Use the "extends" option in your tsconfig.json to extend the appropriate config.

Apps

This setup assumes that Create React App, Next, Webpack, and/or Babel will transpile your bundled assets (aka tsc is not used for emitting transpiled code, only for type-checking).

Extend your tsconfig.json:

{
  "extends": "@spotify/tsconfig"
}

Create React App

Use our Create React App guide.

Next.js

Use our Next.js guide.

Babel

When using Babel, use @babel/preset-typescript to load TypeScript files. If you use the Babel CLI directly, make sure to include --extensions ".js,.ts,.tsx".

Webpack

If using Babel with Webpack, use @babel/preset-typescript as described above.
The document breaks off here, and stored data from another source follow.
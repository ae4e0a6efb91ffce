use std::io::Read;

use folio_db::DbError;
use folio_doc::Document;
use tracing::debug;

use super::{BackendContext, PayloadBackend};
use crate::descriptor::{BackendKind, PayloadDescriptor, EMBEDDED_FIELD};
use crate::error::{StorageError, StorageResult};

/// Payload bytes in the large-object store.
///
/// Uploads are named `<oid>/<pid>`; the descriptor records the generated
/// large-object id.
#[derive(Clone, Debug, Default)]
pub struct BlobBackend {
    id: Option<String>,
}

impl BlobBackend {
    /// A backend over the large object `id`, or none yet.
    pub fn new(id: Option<String>) -> Self {
        Self { id }
    }

    fn require_id(&self, ctx: &BackendContext<'_>) -> StorageResult<&str> {
        self.id.as_deref().ok_or_else(|| {
            StorageError::NotFound(format!("payload {} of {} has no stored content", ctx.pid(), ctx.oid()))
        })
    }
}

fn lookup_error(err: DbError, ctx: &BackendContext<'_>) -> StorageError {
    match err {
        DbError::LargeObjectNotFound(id) => StorageError::NotFound(format!(
            "content {id} of payload {} in {}",
            ctx.pid(),
            ctx.oid()
        )),
        other => StorageError::from_db(other, format!("payload {} of {}", ctx.pid(), ctx.oid())),
    }
}

impl PayloadBackend for BlobBackend {
    fn kind(&self) -> BackendKind {
        BackendKind::Blob
    }

    fn create(
        &mut self,
        ctx: &BackendContext<'_>,
        source: &mut dyn Read,
        metadata: Document,
    ) -> StorageResult<()> {
        let filename = format!("{}/{}", ctx.oid(), ctx.pid());
        let id = ctx
            .blobs()
            .upload(&filename, source, metadata)
            .map_err(|e| StorageError::from_db(e, format!("upload {filename}")))?;
        debug!(%filename, blob = %id, "stored payload content");
        self.id = Some(id);
        Ok(())
    }

    fn open(&self, ctx: &BackendContext<'_>) -> StorageResult<Box<dyn Read + Send>> {
        let id = self.require_id(ctx)?;
        ctx.blobs().open(id).map_err(|e| lookup_error(e, ctx))
    }

    fn size(&self, ctx: &BackendContext<'_>) -> StorageResult<u64> {
        let id = self.require_id(ctx)?;
        Ok(ctx.blobs().info(id).map_err(|e| lookup_error(e, ctx))?.length)
    }

    fn remove(&mut self, ctx: &BackendContext<'_>) -> StorageResult<()> {
        if let Some(id) = self.id.take() {
            ctx.blobs().delete(&id).map_err(|e| lookup_error(e, ctx))?;
            debug!(oid = ctx.oid(), pid = ctx.pid(), blob = %id, "deleted payload content");
        }
        Ok(())
    }

    fn locator(&self) -> Option<String> {
        self.id.clone()
    }

    fn write_descriptor(&self, descriptor: &mut PayloadDescriptor) {
        descriptor.backend = self.id.clone();
        descriptor.payload_id = self.id.clone();
        descriptor.backend_type = Some(BackendKind::Blob);
        descriptor.extra.shift_remove(EMBEDDED_FIELD);
    }
}
use thiserror::Error;

/// Errors produced while interpreting documents, filters, or sort specs.
#[derive(Debug, Error, PartialEq, Eq)]
pub enum DocError {
    #[error("invalid filter: {0}")]
    InvalidFilter(String),

    #[error("invalid sort specification: {0}")]
    InvalidSort(String),

    #[error("expected a document, got {0}")]
    NotADocument(String),

    #[error("JSON error: {0}")]
    Json(String),
}

impl From<serde_json::Error> for DocError {
    fn from(err: serde_json::Error) -> Self {
        Self::Json(err.to_string())
    }
}

/// Result alias for document operations.
pub type DocResult<T> = Result<T, DocError>;
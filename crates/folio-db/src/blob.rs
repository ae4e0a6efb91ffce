use std::collections::BTreeMap;
use std::io::Read;
use std::sync::{Arc, RwLock};

use chrono::Utc;
use folio_doc::Document;
use serde::{Deserialize, Serialize};
use tracing::debug;
use uuid::Uuid;

use crate::error::{DbError, DbResult};
use crate::traits::{LargeObjectInfo, LargeObjectStore};

/// One stored large object: descriptive info plus the bytes.
#[derive(Clone, Debug, PartialEq, Serialize, Deserialize)]
pub(crate) struct StoredBlob {
    pub(crate) info: LargeObjectInfo,
    #[serde(with = "hex_bytes")]
    pub(crate) data: Arc<Vec<u8>>,
}

/// In-memory large-object store.
///
/// Ids are UUIDv7 strings, so ordering by id is ordering by upload time.
/// Content is shared with open readers; deleting an object does not
/// invalidate a reader that is already open.
pub struct InMemoryLargeObjectStore {
    blobs: RwLock<BTreeMap<String, StoredBlob>>,
}

impl InMemoryLargeObjectStore {
    /// Create an empty store.
    pub fn new() -> Self {
        Self {
            blobs: RwLock::new(BTreeMap::new()),
        }
    }

    pub(crate) fn from_blobs(blobs: Vec<StoredBlob>) -> Self {
        let map = blobs
            .into_iter()
            .map(|blob| (blob.info.id.clone(), blob))
            .collect();
        Self {
            blobs: RwLock::new(map),
        }
    }

    pub(crate) fn export_blobs(&self) -> Vec<StoredBlob> {
        self.blobs.read().expect("lock poisoned").values().cloned().collect()
    }

    /// Number of stored objects.
    pub fn len(&self) -> usize {
        self.blobs.read().expect("lock poisoned").len()
    }

    /// Returns `true` if no large objects are stored.
    pub fn is_empty(&self) -> bool {
        self.blobs.read().expect("lock poisoned").is_empty()
    }

    /// Total bytes across all stored objects.
    pub fn total_bytes(&self) -> u64 {
        self.blobs
            .read()
            .expect("lock poisoned")
            .values()
            .map(|blob| blob.info.length)
            .sum()
    }

    /// Remove every object.
    pub fn clear(&self) {
        self.blobs.write().expect("lock poisoned").clear();
    }
}

impl Default for InMemoryLargeObjectStore {
    fn default() -> Self {
        Self::new()
    }
}

impl LargeObjectStore for InMemoryLargeObjectStore {
    fn upload(&self, filename: &str, source: &mut dyn Read, metadata: Document) -> DbResult<String> {
        let mut data = Vec::new();
        source.read_to_end(&mut data)?;
        let id = Uuid::now_v7().to_string();
        let info = LargeObjectInfo {
            id: id.clone(),
            filename: filename.to_string(),
            length: data.len() as u64,
            metadata,
            upload_date: Utc::now(),
        };
        debug!(id = %id, filename, bytes = data.len(), "uploaded large object");
        self.blobs.write().expect("lock poisoned").insert(
            id.clone(),
            StoredBlob {
                info,
                data: Arc::new(data),
            },
        );
        Ok(id)
    }

    fn open(&self, id: &str) -> DbResult<Box<dyn Read + Send>> {
        let map = self.blobs.read().expect("lock poisoned");
        let blob = map
            .get(id)
            .ok_or_else(|| DbError::LargeObjectNotFound(id.to_string()))?;
        Ok(Box::new(SharedReader {
            data: Arc::clone(&blob.data),
            pos: 0,
        }))
    }

    fn info(&self, id: &str) -> DbResult<LargeObjectInfo> {
        let map = self.blobs.read().expect("lock poisoned");
        map.get(id)
            .map(|blob| blob.info.clone())
            .ok_or_else(|| DbError::LargeObjectNotFound(id.to_string()))
    }

    fn delete(&self, id: &str) -> DbResult<()> {
        let mut map = self.blobs.write().expect("lock poisoned");
        match map.remove(id) {
            Some(_) => {
                debug!(id, "deleted large object");
                Ok(())
            }
            None => Err(DbError::LargeObjectNotFound(id.to_string())),
        }
    }

    fn find_by_filename(&self, filename: &str) -> DbResult<Vec<LargeObjectInfo>> {
        let map = self.blobs.read().expect("lock poisoned");
        let mut found: Vec<LargeObjectInfo> = map
            .values()
            .filter(|blob| blob.info.filename == filename)
            .map(|blob| blob.info.clone())
            .collect();
        found.sort_by(|a, b| a.upload_date.cmp(&b.upload_date).then_with(|| a.id.cmp(&b.id)));
        Ok(found)
    }
}

impl std::fmt::Debug for InMemoryLargeObjectStore {
    fn fmt(&self, f: &mut std::fmt::Formatter<'_>) -> std::fmt::Result {
        f.debug_struct("InMemoryLargeObjectStore")
            .field("object_count", &self.len())
            .field("total_bytes", &self.total_bytes())
            .finish()
    }
}

/// Reader over shared blob bytes.
struct SharedReader {
    data: Arc<Vec<u8>>,
    pos: usize,
}

impl Read for SharedReader {
    fn read(&mut self, buf: &mut [u8]) -> std::io::Result<usize> {
        let rest = &self.data[self.pos.min(self.data.len())..];
        let n = rest.len().min(buf.len());
        buf[..n].copy_from_slice(&rest[..n]);
        self.pos += n;
        Ok(n)
    }
}

mod hex_bytes {
    use std::sync::Arc;

    use serde::{Deserialize, Deserializer, Serializer};

    /// Encode blob bytes as a hex string.
    pub fn serialize<S: Serializer>(data: &Arc<Vec<u8>>, serializer: S) -> Result<S::Ok, S::Error> {
        serializer.serialize_str(&hex::encode(data.as_slice()))
    }

    /// Decode a hex string written by [`serialize`].
    pub fn deserialize<'de, D: Deserializer<'de>>(deserializer: D) -> Result<Arc<Vec<u8>>, D::Error> {
        let text = String::deserialize(deserializer)?;
        hex::decode(text).map(Arc::new).map_err(serde::de::Error::custom)
    }
}
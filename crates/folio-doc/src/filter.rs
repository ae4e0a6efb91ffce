//! Query filters in the familiar document-database dialect.
//!
//! A filter is itself a document. Plain fields are equality tests;
//! `$`-prefixed keys introduce operators:
//!
//! ```text
//! { "collectionName": "default",
//!   "files": { "$elemMatch": { "pid": "metadata.tfpackage" } },
//!   "$or": [ { "size": { "$gt": 10 } }, { "size": { "$exists": false } } ] }
//! ```
//!
//! Dotted paths fan out through arrays, so `{"files.pid": "a"}` matches any
//! document whose `files` array contains an entry with `pid == "a"`.

use std::cmp::Ordering;

use serde_json::Value;

use crate::document::{compare_values, type_name, values_equal, Document};
use crate::error::{DocError, DocResult};

/// A parsed filter expression.
#[derive(Clone, Debug, PartialEq)]
pub enum Filter {
    /// Matches every document (`{}`).
    All,
    And(Vec<Filter>),
    Or(Vec<Filter>),
    Nor(Vec<Filter>),
    /// All conditions must hold for the value(s) at `path`.
    Field {
        path: String,
        conditions: Vec<Condition>,
    },
}

/// A single predicate applied to the value(s) found at a field path.
#[derive(Clone, Debug, PartialEq)]
pub enum Condition {
    Eq(Value),
    Ne(Value),
    Gt(Value),
    Gte(Value),
    Lt(Value),
    Lte(Value),
    In(Vec<Value>),
    Nin(Vec<Value>),
    Exists(bool),
    /// Some array element is a document matching the filter.
    ElemMatch(Box<Filter>),
    /// Some array element satisfies every condition.
    ElemMatchValue(Vec<Condition>),
}

impl Filter {
    /// The match-everything filter.
    pub fn all() -> Self {
        Self::All
    }

    /// Equality on a single dotted path.
    pub fn eq(path: impl Into<String>, value: impl Into<Value>) -> Self {
        Self::Field {
            path: path.into(),
            conditions: vec![Condition::Eq(value.into())],
        }
    }

    /// Parse a filter from JSON text. Empty or whitespace-only text is `{}`.
    pub fn parse(text: &str) -> DocResult<Self> {
        if text.trim().is_empty() {
            return Ok(Self::All);
        }
        let value: Value = serde_json::from_str(text)
            .map_err(|e| DocError::InvalidFilter(format!("{e}: {text}")))?;
        Self::from_value(&value)
    }

    /// Build a filter from an already-parsed JSON value.
    pub fn from_value(value: &Value) -> DocResult<Self> {
        match value {
            Value::Object(doc) => Self::from_document(doc),
            other => Err(DocError::InvalidFilter(format!(
                "filter must be a document, got {}",
                type_name(other)
            ))),
        }
    }

    /// Build a filter from a filter document.
    pub fn from_document(doc: &Document) -> DocResult<Self> {
        let mut clauses = Vec::with_capacity(doc.len());
        for (key, value) in doc {
            let clause = match key.as_str() {
                "$and" => Self::And(parse_clause_list(key, value)?),
                "$or" => Self::Or(parse_clause_list(key, value)?),
                "$nor" => Self::Nor(parse_clause_list(key, value)?),
                op if op.starts_with('$') => {
                    return Err(DocError::InvalidFilter(format!(
                        "unknown top-level operator {op}"
                    )))
                }
                path => Self::Field {
                    path: path.to_string(),
                    conditions: parse_conditions(value)?,
                },
            };
            clauses.push(clause);
        }
        Ok(match clauses.len() {
            0 => Self::All,
            1 => clauses.remove(0),
            _ => Self::And(clauses),
        })
    }

    /// Combine two filters so both must match.
    pub fn and(self, other: Filter) -> Self {
        match (self, other) {
            (Self::All, f) | (f, Self::All) => f,
            (Self::And(mut left), Self::And(right)) => {
                left.extend(right);
                Self::And(left)
            }
            (Self::And(mut left), f) => {
                left.push(f);
                Self::And(left)
            }
            (f, g) => Self::And(vec![f, g]),
        }
    }

    /// Evaluate this filter against a document.
    pub fn matches(&self, doc: &Document) -> bool {
        match self {
            Self::All => true,
            Self::And(clauses) => clauses.iter().all(|c| c.matches(doc)),
            Self::Or(clauses) => clauses.iter().any(|c| c.matches(doc)),
            Self::Nor(clauses) => !clauses.iter().any(|c| c.matches(doc)),
            Self::Field { path, conditions } => {
                let mut found = Vec::new();
                resolve(doc, path, &mut found);
                conditions.iter().all(|c| c.holds(&found))
            }
        }
    }
}

impl Default for Filter {
    fn default() -> Self {
        Self::All
    }
}

impl Condition {
    fn holds(&self, found: &[&Value]) -> bool {
        match self {
            Self::Eq(expected) => equals_any(found, expected),
            Self::Ne(expected) => !equals_any(found, expected),
            Self::In(options) => options.iter().any(|o| equals_any(found, o)),
            Self::Nin(options) => !options.iter().any(|o| equals_any(found, o)),
            Self::Exists(wanted) => found.is_empty() != *wanted,
            Self::Gt(bound) => compares_any(found, bound, |o| o == Ordering::Greater),
            Self::Gte(bound) => compares_any(found, bound, |o| o != Ordering::Less),
            Self::Lt(bound) => compares_any(found, bound, |o| o == Ordering::Less),
            Self::Lte(bound) => compares_any(found, bound, |o| o != Ordering::Greater),
            Self::ElemMatch(filter) => found.iter().any(|value| match value {
                Value::Array(items) => items.iter().any(|item| match item {
                    Value::Object(doc) => filter.matches(doc),
                    _ => false,
                }),
                _ => false,
            }),
            Self::ElemMatchValue(conditions) => found.iter().any(|value| match value {
                Value::Array(items) => items
                    .iter()
                    .any(|item| conditions.iter().all(|c| c.holds(&[item]))),
                _ => false,
            }),
        }
    }
}

fn parse_clause_list(op: &str, value: &Value) -> DocResult<Vec<Filter>> {
    match value {
        Value::Array(items) if !items.is_empty() => items.iter().map(Filter::from_value).collect(),
        _ => Err(DocError::InvalidFilter(format!(
            "{op} requires a non-empty array of filters"
        ))),
    }
}

fn parse_conditions(value: &Value) -> DocResult<Vec<Condition>> {
    let ops = match value {
        Value::Object(doc) if !doc.is_empty() && doc.keys().all(|k| k.starts_with('$')) => doc,
        other => return Ok(vec![Condition::Eq(other.clone())]),
    };
    ops.iter()
        .map(|(op, arg)| {
            Ok(match op.as_str() {
                "$eq" => Condition::Eq(arg.clone()),
                "$ne" => Condition::Ne(arg.clone()),
                "$gt" => Condition::Gt(arg.clone()),
                "$gte" => Condition::Gte(arg.clone()),
                "$lt" => Condition::Lt(arg.clone()),
                "$lte" => Condition::Lte(arg.clone()),
                "$in" => Condition::In(array_arg(op, arg)?),
                "$nin" => Condition::Nin(array_arg(op, arg)?),
                "$exists" => Condition::Exists(truthy(arg)),
                "$elemMatch" => match arg {
                    Value::Object(doc) if doc.keys().all(|k| k.starts_with('$')) && !doc.is_empty() => {
                        Condition::ElemMatchValue(parse_conditions(arg)?)
                    }
                    Value::Object(doc) => Condition::ElemMatch(Box::new(Filter::from_document(doc)?)),
                    _ => {
                        return Err(DocError::InvalidFilter(
                            "$elemMatch requires a document".into(),
                        ))
                    }
                },
                unknown => {
                    return Err(DocError::InvalidFilter(format!("unknown operator {unknown}")))
                }
            })
        })
        .collect()
}

fn array_arg(op: &str, arg: &Value) -> DocResult<Vec<Value>> {
    match arg {
        Value::Array(items) => Ok(items.clone()),
        _ => Err(DocError::InvalidFilter(format!("{op} requires an array"))),
    }
}

fn truthy(value: &Value) -> bool {
    match value {
        Value::Bool(b) => *b,
        Value::Null => false,
        Value::Number(n) => n.as_f64().is_some_and(|f| f != 0.0),
        _ => true,
    }
}

/// Collect every value reachable at `path`, fanning out through arrays.
fn resolve<'a>(doc: &'a Document, path: &str, out: &mut Vec<&'a Value>) {
    let (head, rest) = match path.split_once('.') {
        Some((head, rest)) => (head, Some(rest)),
        None => (path, None),
    };
    if let Some(value) = doc.get(head) {
        resolve_value(value, rest, out);
    }
}

fn resolve_value<'a>(value: &'a Value, rest: Option<&str>, out: &mut Vec<&'a Value>) {
    let Some(rest) = rest else {
        out.push(value);
        return;
    };
    match value {
        Value::Object(doc) => resolve(doc, rest, out),
        Value::Array(items) => {
            let (head, tail) = match rest.split_once('.') {
                Some((head, tail)) => (head, Some(tail)),
                None => (rest, None),
            };
            if let Some(item) = head.parse::<usize>().ok().and_then(|i| items.get(i)) {
                resolve_value(item, tail, out);
            }
            for item in items {
                if let Value::Object(doc) = item {
                    resolve(doc, rest, out);
                }
            }
        }
        _ => {}
    }
}

fn equals_any(found: &[&Value], expected: &Value) -> bool {
    if found.is_empty() {
        return expected.is_null();
    }
    found.iter().any(|value| {
        values_equal(value, expected)
            || matches!(value, Value::Array(items) if items.iter().any(|i| values_equal(i, expected)))
    })
}

fn compares_any(found: &[&Value], bound: &Value, accept: impl Fn(Ordering) -> bool) -> bool {
    let comparable = |v: &Value| {
        std::mem::discriminant(v) == std::mem::discriminant(bound) && accept(compare_values(v, bound))
    };
    found.iter().any(|value| match value {
        Value::Array(items) if !bound.is_array() => items.iter().any(comparable),
        other => comparable(*other),
    })
}
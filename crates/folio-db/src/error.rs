use folio_doc::DocError;

/// Errors from document-database and large-object operations.
#[derive(Debug, thiserror::Error)]
pub enum DbError {
    /// A write would duplicate the key of a unique index.
    #[error("duplicate key in {collection} (index {index}): {key}")]
    DuplicateKey {
        collection: String,
        index: String,
        key: String,
    },

    /// A collection or view with this name already exists.
    #[error("namespace already exists: {0}")]
    NamespaceExists(String),

    /// Views cannot be written to.
    #[error("view is read-only: {0}")]
    ReadOnlyView(String),

    /// No large object with this id.
    #[error("large object not found: {0}")]
    LargeObjectNotFound(String),

    /// The filter or sort specification could not be interpreted.
    #[error("invalid query: {0}")]
    InvalidQuery(#[from] DocError),

    /// A pipeline stage could not be evaluated.
    #[error("pipeline error: {0}")]
    Pipeline(String),

    /// Serialization or deserialization failure.
    #[error("serialization error: {0}")]
    Serialization(String),

    /// I/O error from the underlying storage.
    #[error("I/O error: {0}")]
    Io(#[from] std::io::Error),
}

impl From<serde_json::Error> for DbError {
    fn from(err: serde_json::Error) -> Self {
        Self::Serialization(err.to_string())
    }
}

/// Result alias for database operations.
pub type DbResult<T> = Result<T, DbError>;
impl fmt::Display for Lifecycle {
    fn fmt(&self, f: &mut fmt::Formatter<'_>) -> fmt::Result {
        let name = match self {
            Self::Unbound => "unbound",
            Self::New => "new",
            Self::Loaded => "loaded",
            Self::Persisted => "persisted",
            Self::Removed => "removed",
        };
        f.write_str(name)
    }
}

#[derive(Default)]
struct ObjectState {
    object_metadata: Option<Document>,
    record_metadata: Option<Document>,
    /// Properties that override object metadata on save.
    overlay: Document,
    /// Derived from `files`; rewritten into `files` on every change.
    manifest: Option<IndexMap<String, PayloadDescriptor>>,
    source_id: Option<String>,
    lifecycle: Lifecycle,
}

/// One stored object: two metadata documents plus a manifest of payloads.
///
/// Object metadata lives in the store's metadata collection; record
/// metadata, including the `files` descriptor array, lives in the object's
/// own collection. Both are keyed by `redboxOid`.
///
/// All state sits behind one mutex, so saves and payload operations on the
/// same instance never interleave. Nothing serializes separate instances
/// or processes: a racing creation fails with `Conflict` from the unique
/// index on the metadata collection.
pub struct DigitalObject {
    ctx: Arc<StoreContext>,
    oid: String,
    collection: String,
    state: Mutex<ObjectState>,
}
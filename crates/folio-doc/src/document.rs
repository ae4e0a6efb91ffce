//! The [`Document`] type and dotted-path helpers.

use std::cmp::Ordering;

use serde_json::{Map, Value};

use crate::error::{DocError, DocResult};

/// An insertion-ordered field map.
///
/// Field order is preserved through serialization, which is what keeps an
/// object's `files` list and metadata layout stable across save and reload.
pub type Document = Map<String, Value>;

/// Parse a JSON string that must contain an object at the top level.
pub fn parse_document(text: &str) -> DocResult<Document> {
    match serde_json::from_str::<Value>(text)? {
        Value::Object(map) => Ok(map),
        other => Err(DocError::NotADocument(type_name(&other).into())),
    }
}

/// Resolve a dotted path (`"a.b.c"`) through nested maps.
///
/// A numeric segment indexes into an array. Returns `None` as soon as a
/// segment cannot be followed.
pub fn get_path<'a>(doc: &'a Document, path: &str) -> Option<&'a Value> {
    let mut segments = path.split('.');
    let first = segments.next()?;
    let mut current = doc.get(first)?;
    for segment in segments {
        current = match current {
            Value::Object(map) => map.get(segment)?,
            Value::Array(items) => items.get(segment.parse::<usize>().ok()?)?,
            _ => return None,
        };
    }
    Some(current)
}

/// Set a value at a dotted path, creating intermediate documents.
///
/// Any non-document value found along the way is replaced by a document.
pub fn set_path(doc: &mut Document, path: &str, value: Value) {
    match path.split_once('.') {
        None => {
            doc.insert(path.to_string(), value);
        }
        Some((head, rest)) => {
            let entry = doc
                .entry(head.to_string())
                .or_insert_with(|| Value::Object(Map::new()));
            if !entry.is_object() {
                *entry = Value::Object(Map::new());
            }
            if let Value::Object(child) = entry {
                set_path(child, rest, value);
            }
        }
    }
}

/// Remove the value at a dotted path, returning it if present.
pub fn remove_path(doc: &mut Document, path: &str) -> Option<Value> {
    match path.split_once('.') {
        None => doc.shift_remove(path),
        Some((head, rest)) => match doc.get_mut(head)? {
            Value::Object(child) => remove_path(child, rest),
            _ => None,
        },
    }
}

/// Total order across JSON values.
///
/// Values of different types order by type rank:
/// null < numbers < strings < documents < arrays < booleans.
/// Documents compare field by field in order; arrays element-wise.
pub fn compare_values(a: &Value, b: &Value) -> Ordering {
    let rank = type_rank(a).cmp(&type_rank(b));
    if rank != Ordering::Equal {
        return rank;
    }
    match (a, b) {
        (Value::Number(x), Value::Number(y)) => {
            let x = x.as_f64().unwrap_or(f64::NAN);
            let y = y.as_f64().unwrap_or(f64::NAN);
            x.partial_cmp(&y).unwrap_or(Ordering::Equal)
        }
        (Value::String(x), Value::String(y)) => x.cmp(y),
        (Value::Bool(x), Value::Bool(y)) => x.cmp(y),
        (Value::Array(x), Value::Array(y)) => {
            for (left, right) in x.iter().zip(y.iter()) {
                let ord = compare_values(left, right);
                if ord != Ordering::Equal {
                    return ord;
                }
            }
            x.len().cmp(&y.len())
        }
        (Value::Object(x), Value::Object(y)) => {
            for ((lk, lv), (rk, rv)) in x.iter().zip(y.iter()) {
                let ord = lk.cmp(rk).then_with(|| compare_values(lv, rv));
                if ord != Ordering::Equal {
                    return ord;
                }
            }
            x.len().cmp(&y.len())
        }
        _ => Ordering::Equal,
    }
}

/// Equality that treats numerically equal numbers as equal (`1 == 1.0`).
pub fn values_equal(a: &Value, b: &Value) -> bool {
    match (a, b) {
        (Value::Number(_), Value::Number(_)) => compare_values(a, b) == Ordering::Equal,
        _ => a == b,
    }
}

fn type_rank(value: &Value) -> u8 {
    match value {
        Value::Null => 0,
        Value::Number(_) => 1,
        Value::String(_) => 2,
        Value::Object(_) => 3,
        Value::Array(_) => 4,
        Value::Bool(_) => 5,
    }
}

pub(crate) fn type_name(value: &Value) -> &'static str {
    match value {
        Value::Null => "null",
        Value::Bool(_) => "boolean",
        Value::Number(_) => "number",
        Value::String(_) => "string",
        Value::Array(_) => "array",
        Value::Object(_) => "document",
    }
}
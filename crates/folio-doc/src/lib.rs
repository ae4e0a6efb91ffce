//! Document model for the Folio digital-object store.
//!
//! Every piece of metadata Folio persists is a [`Document`]: an
//! insertion-ordered JSON map. This crate provides the value-level tools the
//! database and storage layers are built on.
//!
//! # Key Types
//!
//! - [`Document`] -- ordered field map (`serde_json::Map` with `preserve_order`)
//! - [`KeyCodec`] -- reversible escaping of field names the database forbids
//! - [`Filter`] -- parsed query filter evaluated against documents
//! - [`SortSpec`] -- ordered sort keys with a total cross-type value order

pub mod codec;
pub mod document;
pub mod error;
pub mod filter;
pub mod sort;

pub use codec::KeyCodec;
pub use document::{
    compare_values, get_path, parse_document, remove_path, set_path, values_equal, Document,
};
pub use error::{DocError, DocResult};
pub use filter::{Condition, Filter};
pub use sort::{SortDirection, SortKey, SortSpec};

/// Re-exported so downstream crates build documents with the same `Value`.
pub use serde_json::{json, Value};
Then, in your Webpack config, be sure to update the test regular expression which babel-loader is using to include your ts and tsx files.

If you don't use babel-loader or you prefer for it not to handle your TypeScript, you can use ts-loader instead.

yarn add -D ts-loader

Make sure to add the TypeScript filetypes and ts-loader to your Webpack config.

module.exports = {
  // ...
  resolve: {
    extensions: ['.ts', '.tsx', '.js'],
  },
  module: {
    rules: [{ test: /\.(ts|tsx)$/, loader: 'ts-loader' }],
  },
  // ...
};

IMPORTANT You will need to turn off noEmit when using ts-loader with @spotify/tsconfig:

{
  "extends": "@spotify/tsconfig",
  "compilerOptions": {
    "noEmit": false
  }
}

Libraries

@spotify/web-scripts

With one command, web-scripts build takes your TypeScript code and outputs types, esm, and cjs files ready for publishing. It's probably want you want!

If you want or need to manually control how your library is built using our shared configs, read on.

Manual builds

Assumes the library will be consumed as a node module by an app that will provide, if needed, polyfills for platforms lacking in ES6/2015 support. For example, this config will not transpile async/await. It will assume the consuming platform either supports those features natively or provides transpilation / polyfills.

This config also assumes that tsc (the TypeScript compiler) is responsible for emitting / transpiling the TS -> JS (and providing type declaration files).

Essentially, this config takes the base config and extends it to output Common JS modules and the corresponding type definitions.

{
  "extends": "@spotify/tsconfig",
  "include": ["src"],
  "compilerOptions": {
    "noEmit": false,
    "outDir": "dist",
    "declaration": true,
    "declarationMap": true,
    "jsx": "react",
    "lib": ["es6", "dom"],
    "module": "commonjs",
    "sourceMap": true,
    "target": "es6"
  }
}

Run tsc -p tsconfig.json to see your output.